Damn me if Lean To and Mick didn't start arguing over the color scheme. Mick wanted pastels. Lean To wanted bright red with venetians. They agreed on basic pure religious white with biblical verticals.
Lean To started to climb the ladder with the large roll under his arm. An almighty argument ensued. See Lean To was a bit of a Modernist powered by turps. He unrolled the roll of wallpaper, a beautifully painted copy of Mona Lisa's smile.
"Not having wallpaper!" Shouted Mick. "Why not?" shouted back Lean To. You can imagine the echo. "Because!" Shouted Mick, "I want the job to last. Use wallpaper and we're out of here in a week! What are you going to stick it up with anyway you idiot. It will take gallons and gallons of turps to stick that lot up!"
Lean To grinned. "This wallpaper is my brother's genius inventionary mind in overdrive.
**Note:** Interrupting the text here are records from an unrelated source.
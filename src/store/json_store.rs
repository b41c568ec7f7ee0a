use super::record::TranscriptionRecord;
use super::TranscriptionStore;
use anyhow::{Context, Result};
use std::fs;
use std::path::PathBuf;
use tokio::sync::Mutex;
use tracing::info;

/// Transcription history backed by a single JSON file.
///
/// Writes go through a temp file followed by an atomic rename so a crash
/// mid-write never leaves a truncated store. A mutex serializes writers;
/// individual record operations are atomic from the caller's view.
pub struct JsonFileStore {
    path: PathBuf,
    lock: Mutex<()>,
}

impl JsonFileStore {
    pub fn new(path: impl Into<PathBuf>) -> Self {
        Self {
            path: path.into(),
            lock: Mutex::new(()),
        }
    }

    fn load(&self) -> Result<Vec<TranscriptionRecord>> {
        if !self.path.exists() {
            return Ok(Vec::new());
        }

        let raw = fs::read_to_string(&self.path)
            .with_context(|| format!("failed to read store: {}", self.path.display()))?;
        let records: Vec<TranscriptionRecord> = serde_json::from_str(&raw)
            .with_context(|| format!("failed to parse store: {}", self.path.display()))?;
        Ok(records)
    }

    fn save(&self, records: &[TranscriptionRecord]) -> Result<()> {
        if let Some(parent) = self.path.parent() {
            fs::create_dir_all(parent)
                .with_context(|| format!("failed to create dir: {}", parent.display()))?;
        }

        let tmp = self.path.with_extension("tmp");
        fs::write(&tmp, serde_json::to_string_pretty(records)?)
            .with_context(|| format!("failed to write store temp: {}", tmp.display()))?;
        fs::rename(&tmp, &self.path)
            .with_context(|| format!("failed to replace store: {}", self.path.display()))?;
        Ok(())
    }
}

#[async_trait::async_trait]
impl TranscriptionStore for JsonFileStore {
    async fn insert(&self, record: TranscriptionRecord) -> Result<()> {
        let _guard = self.lock.lock().await;
        let mut records = self.load()?;
        records.push(record);
        self.save(&records)
    }

    async fn list(&self) -> Result<Vec<TranscriptionRecord>> {
        let mut records = self.load()?;
        // Newest first
        records.sort_by(|a, b| b.created_at.cmp(&a.created_at));
        Ok(records)
    }

    async fn get(&self, id: &str) -> Result<Option<TranscriptionRecord>> {
        Ok(self.load()?.into_iter().find(|r| r.id == id))
    }

    async fn delete(&self, id: &str) -> Result<bool> {
        let _guard = self.lock.lock().await;
        let mut records = self.load()?;
        let before = records.len();
        records.retain(|r| r.id != id);

        if records.len() == before {
            return Ok(false);
        }

        self.save(&records)?;
        info!("Deleted transcription {}", id);
        Ok(true)
    }

    async fn clear(&self) -> Result<usize> {
        let _guard = self.lock.lock().await;
        let records = self.load()?;
        let count = records.len();
        self.save(&[])?;
        info!("Cleared {} transcriptions", count);
        Ok(count)
    }
}
use axum::{
    http::StatusCode,
    response::{IntoResponse, Json, Response},
};
use serde::{Deserialize, Serialize};
use tracing::error;

/// Service-level failure taxonomy.
///
/// Every HTTP handler funnels into this type. `Internal` never leaks its
/// detail to the caller; the wrapped error is logged server-side only.
#[derive(Debug, thiserror::Error)]
pub enum ServiceError {
    /// Bad or missing upload. The user must retry with valid audio.
    #[error("{0}")]
    InvalidInput(String),

    /// A required external credential is not configured.
    #[error("{0} not configured")]
    ServiceUnavailable(&'static str),

    /// External speech-to-text or labeling call failed or returned
    /// unusable output, and no fallback applied.
    #[error("upstream capability failed: {0}")]
    UpstreamFailure(String),

    /// Record lookup miss on delete.
    #[error("transcription {0} not found")]
    NotFound(String),

    /// Anything else unexpected. Generic message to the caller.
    #[error(transparent)]
    Internal(#[from] anyhow::Error),
}

#[derive(Debug, Serialize, Deserialize)]
pub struct ErrorBody {
    pub success: bool,
    pub error: String,
}

impl IntoResponse for ServiceError {
    fn into_response(self) -> Response {
        let (status, message) = match &self {
            ServiceError::InvalidInput(msg) => (StatusCode::BAD_REQUEST, msg.clone()),
            ServiceError::ServiceUnavailable(_) => {
                (StatusCode::INTERNAL_SERVER_ERROR, self.to_string())
            }
            ServiceError::UpstreamFailure(_) => {
                error!("{}", self);
                (
                    StatusCode::INTERNAL_SERVER_ERROR,
                    "Failed to transcribe audio".to_string(),
                )
            }
            ServiceError::NotFound(_) => (StatusCode::NOT_FOUND, self.to_string()),
            ServiceError::Internal(e) => {
                error!("internal error: {:#}", e);
                (
                    StatusCode::INTERNAL_SERVER_ERROR,
                    "Internal server error".to_string(),
                )
            }
        };

        (
            status,
            Json(ErrorBody {
                success: false,
                error: message,
            }),
        )
            .into_response()
    }
}
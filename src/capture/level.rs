use rustfft::num_complex::Complex;
use rustfft::{Fft, FftPlanner};
use std::sync::Arc;

/// Analysis window size in samples; magnitudes come out as WINDOW/2 bins.
pub const WINDOW: usize = 256;

/// Exponential smoothing applied across frames to avoid flicker
const SMOOTHING: f32 = 0.8;

/// Normalized magnitude bands for visual feedback. Thresholds are UI
/// policy, not a correctness contract.
#[derive(Debug, Clone, Copy, PartialEq, Eq)]
pub enum LevelBand {
    VeryLow,
    Good,
    High,
    Clipping,
}

impl LevelBand {
    pub fn classify(magnitude: f32) -> Self {
        if magnitude > 0.7 {
            LevelBand::Clipping
        } else if magnitude > 0.4 {
            LevelBand::High
        } else if magnitude > 0.1 {
            LevelBand::Good
        } else {
            LevelBand::VeryLow
        }
    }
}

/// One rendered analysis frame: smoothed per-bin magnitudes plus an
/// aggregate volume level, all normalized to 0..1.
#[derive(Debug, Clone)]
pub struct LevelFrame {
    pub bins: Vec<f32>,
    pub volume: f32,
}

impl LevelFrame {
    pub fn volume_band(&self) -> LevelBand {
        LevelBand::classify(self.volume)
    }
}

/// Real-time frequency-level meter over a live sample feed.
///
/// Purely observational: consumes copies of captured samples and never
/// touches device ownership or the capture state machine. When inactive it
/// produces no frames and its smoothed state is cleared.
pub struct LevelMeter {
    fft: Arc<dyn Fft<f32>>,
    smoothed: Vec<f32>,
    active: bool,
}

impl LevelMeter {
    pub fn new() -> Self {
        let mut planner = FftPlanner::new();
        Self {
            fft: planner.plan_fft_forward(WINDOW),
            smoothed: vec![0.0; WINDOW / 2],
            active: false,
        }
    }

    pub fn activate(&mut self) {
        self.active = true;
    }

    /// Clears the meter; no further frames are produced until reactivated.
    pub fn deactivate(&mut self) {
        self.active = false;
        self.smoothed.fill(0.0);
    }

    pub fn is_active(&self) -> bool {
        self.active
    }

    /// Analyze the most recent window of samples. Returns `None` while
    /// inactive or when fewer than `WINDOW` samples are available.
    pub fn process(&mut self, samples: &[i16]) -> Option<LevelFrame> {
        if !self.active || samples.len() < WINDOW {
            return None;
        }

        let tail = &samples[samples.len() - WINDOW..];
        let mut buffer: Vec<Complex<f32>> = tail
            .iter()
            .map(|&s| Complex::new(s as f32 / i16::MAX as f32, 0.0))
            .collect();

        self.fft.process(&mut buffer);

        let scale = 2.0 / WINDOW as f32;
        for (smoothed, bin) in self.smoothed.iter_mut().zip(buffer.iter().take(WINDOW / 2)) {
            let magnitude = (bin.norm() * scale).min(1.0);
            *smoothed = SMOOTHING * *smoothed + (1.0 - SMOOTHING) * magnitude;
        }

        let volume = self.smoothed.iter().sum::<f32>() / self.smoothed.len() as f32;

        Some(LevelFrame {
            bins: self.smoothed.clone(),
            volume,
        })
    }
}

impl Default for LevelMeter {
    fn default() -> Self {
        Self::new()
    }
}

#[cfg(test)]
mod tests {
    use super::*;

    fn sine(samples: usize, period: usize, amplitude: f32) -> Vec<i16> {
        (0..samples)
            .map(|i| {
                let phase = (i % period) as f32 / period as f32 * std::f32::consts::TAU;
                (phase.sin() * amplitude * i16::MAX as f32) as i16
            })
            .collect()
    }

    #[test]
    fn inactive_meter_produces_nothing() {
        let mut meter = LevelMeter::new();
        assert!(meter.process(&sine(WINDOW, 16, 0.8)).is_none());
    }

    #[test]
    fn silence_reads_as_very_low() {
        let mut meter = LevelMeter::new();
        meter.activate();
        let frame = meter.process(&vec![0i16; WINDOW]).unwrap();
        assert_eq!(frame.volume_band(), LevelBand::VeryLow);
        assert!(frame.volume < 0.01);
    }

    #[test]
    fn short_buffers_are_skipped() {
        let mut meter = LevelMeter::new();
        meter.activate();
        assert!(meter.process(&vec![0i16; WINDOW - 1]).is_none());
    }

    #[test]
    fn smoothing_ramps_toward_the_signal() {
        let mut meter = LevelMeter::new();
        meter.activate();
        let signal = sine(WINDOW, 16, 0.9);

        let first = meter.process(&signal).unwrap().volume;
        let mut last = first;
        for _ in 0..20 {
            last = meter.process(&signal).unwrap().volume;
        }
        assert!(last > first, "repeated frames should raise the level");
    }

    #[test]
    fn deactivate_clears_state() {
        let mut meter = LevelMeter::new();
        meter.activate();
        meter.process(&sine(WINDOW, 16, 0.9)).unwrap();
        meter.deactivate();
        assert!(!meter.is_active());

        meter.activate();
        let frame = meter.process(&vec![0i16; WINDOW]).unwrap();
        assert!(frame.volume < 0.01, "old levels must not leak through");
    }

    #[test]
    fn band_thresholds_partition_the_range() {
        assert_eq!(LevelBand::classify(0.05), LevelBand::VeryLow);
        assert_eq!(LevelBand::classify(0.2), LevelBand::Good);
        assert_eq!(LevelBand::classify(0.5), LevelBand::High);
        assert_eq!(LevelBand::classify(0.9), LevelBand::Clipping);
    }
}
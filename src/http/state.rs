use crate::service::TranscriptionService;
use std::sync::Arc;

/// Shared application state for HTTP handlers
#[derive(Clone)]
pub struct AppState {
    pub service: Arc<TranscriptionService>,
}

impl AppState {
    pub fn new(service: Arc<TranscriptionService>) -> Self {
        Self { service }
    }
}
You soak it quickly the pre-stuck glue reacts with the water and hey presto!" Lean To was sacked. That's why the History books have little or no record of this argument. For the odd doubting Thomas. The pedantics will probably seize on the one flaw in this blog.
Okay, I'll admit...the expression "HEY PRESTO" does not align with that period in History. And the toothless hag tending the unemployment cauldron had false teeth. And Mona's DVD wasn't overdue even though it had been burned as a copy right?. Which I thought may have put a smile on her face? Go figure. And what idiot would use wallpaper or even attempt to? We all know the damn stuff comes off sooner or later and when it doesn't and you DO want it off it sticks like glue like and even if you steam it you end up pulling the face of the wallboard off, which honestly wants to make you start drinking turps...or does?
Guess I'll eat my black noodles now...see what you've made me do!